Ich beschließe, Frau Kent um die Geschichten der Kinder zu bitten. Sie hat alles fein säuberlich in Ordnern aufgeschrieben und dokumentiert. In Nigeria werden Berichte der Polizei- und Sozialbehörden fast ausschließlich handschriftlich verfasst, obwohl das Land keinesfalls von der technologischen Entwicklung abgeschnitten ist. Aufgrund der höchst unzuverlässigen Stromversorgung sind jedoch Bleistift und Schreibmaschine immer noch das bevorzugte Mittel der Wahl, um den Behördenalltag einigermaßen am Laufen zu halten. Das führt allerdings auch dazu, dass es sehr einfach ist, eine Akte verschwinden zu lassen, denn man muss sich keine Gedanken darüber machen, dass irgendwo noch eine Kopie existiert. Hinzu kommt, dass die monatelange hohe Luftfeuchtigkeit durch die Regenzeit insbesondere im Süden des Landes dafür verantwortlich ist, dass Papierakten eine äußerst kurze Lebensdauer haben. Das Papier fängt binnen kürzester Zeit an zu schimmeln und wenn die Akten nicht regelmäßig in die Sonne gelegt werden, kann man schon bald nichts mehr erkennen.

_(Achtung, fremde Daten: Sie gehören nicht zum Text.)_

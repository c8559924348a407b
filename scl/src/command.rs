//! Construction of SCL command strings.
//!
//! Each function renders exactly the text the interpreter expects, ready to be
//! written to the command channel followed by a newline.

use std::fmt::Display;

use itertools::Itertools;

use crate::analysis::AnalysisType;
use crate::parse::Value;

/// The scope that owns a parameter.
#[derive(Copy, Clone, Debug)]
pub(crate) enum Scope<'a> {
    /// The top-level circuit.
    Circuit,
    /// A placed instance.
    Instance(&'a str),
    /// A named analysis.
    Analysis(&'a str),
}

impl Display for Scope<'_> {
    fn fmt(&self, f: &mut std::fmt::Formatter<'_>) -> std::fmt::Result {
        match *self {
            Self::Circuit => write!(f, r#"(sclGetCircuit "")"#),
            Self::Instance(name) => write!(f, r#"(sclGetInstance "{name}")"#),
            Self::Analysis(name) => write!(f, r#"(sclGetAnalysis "{name}")"#),
        }
    }
}

/// Renders a [`Value`] as an SCL literal.
pub(crate) fn literal(value: &Value) -> String {
    match value {
        Value::Num(v) => format!("{v}"),
        Value::Str(s) => format!("\"{s}\""),
        Value::Bool(true) => "t".to_string(),
        Value::Bool(false) => "nil".to_string(),
        Value::List(items) => format!("({})", items.iter().map(literal).join(" ")),
    }
}

pub(crate) fn list_analyses() -> String {
    "(sclListAnalysis)".to_string()
}

pub(crate) fn list_instances() -> String {
    "(sclListInstance)".to_string()
}

pub(crate) fn list_nets() -> String {
    "(sclListNet)".to_string()
}

pub(crate) fn list_parameters(scope: Scope) -> String {
    format!("(sclListParameter {scope})")
}

pub(crate) fn list_attributes(scope: Scope, param: &str) -> String {
    format!(r#"(sclListAttribute (sclGetParameter {scope} "{param}"))"#)
}

pub(crate) fn get_attribute(scope: Scope, param: &str, attr: impl Display) -> String {
    format!(r#"(sclGetAttribute (sclGetParameter {scope} "{param}") "{attr}")"#)
}

pub(crate) fn set_attribute(scope: Scope, param: &str, attr: impl Display, value: &Value) -> String {
    format!(
        r#"(sclSetAttribute (sclGetParameter {scope} "{param}") "{attr}" {})"#,
        literal(value)
    )
}

pub(crate) fn create_analysis(name: &str, kind: AnalysisType) -> String {
    format!(r#"(sclCreateAnalysis "{name}" "{kind}")"#)
}

pub(crate) fn run_all() -> String {
    r#"(sclRun "all")"#.to_string()
}

pub(crate) fn run_analysis(name: &str) -> String {
    format!(r#"(sclRunAnalysis (sclGetAnalysis "{name}"))"#)
}

pub(crate) fn quit() -> String {
    "(sclQuit)".to_string()
}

Den Nachmittag verbringe ich mit einem ganzen Stapel solcher Akten in meinem kleinen Häuschen und schreibe die Geschichten der Kinder in meine Kladde, während Frau Kent noch das ein oder andere Detail hinzufügt. Viele Geschichten sind recht kurz. Zum Beispiel: Emem war der erste Sohn seines Vaters. Als seine Mutter starb und sein Vater kurz darauf eine andere Frau heiratete, beschuldigte diese ihn der Hexerei. Die Anklage wurde vom Pastor bestätigt und Emem wurde verstoßen. Er lebte ein Jahr auf der Straße, bevor ihn ein Helfer ins Kinderheim brachte.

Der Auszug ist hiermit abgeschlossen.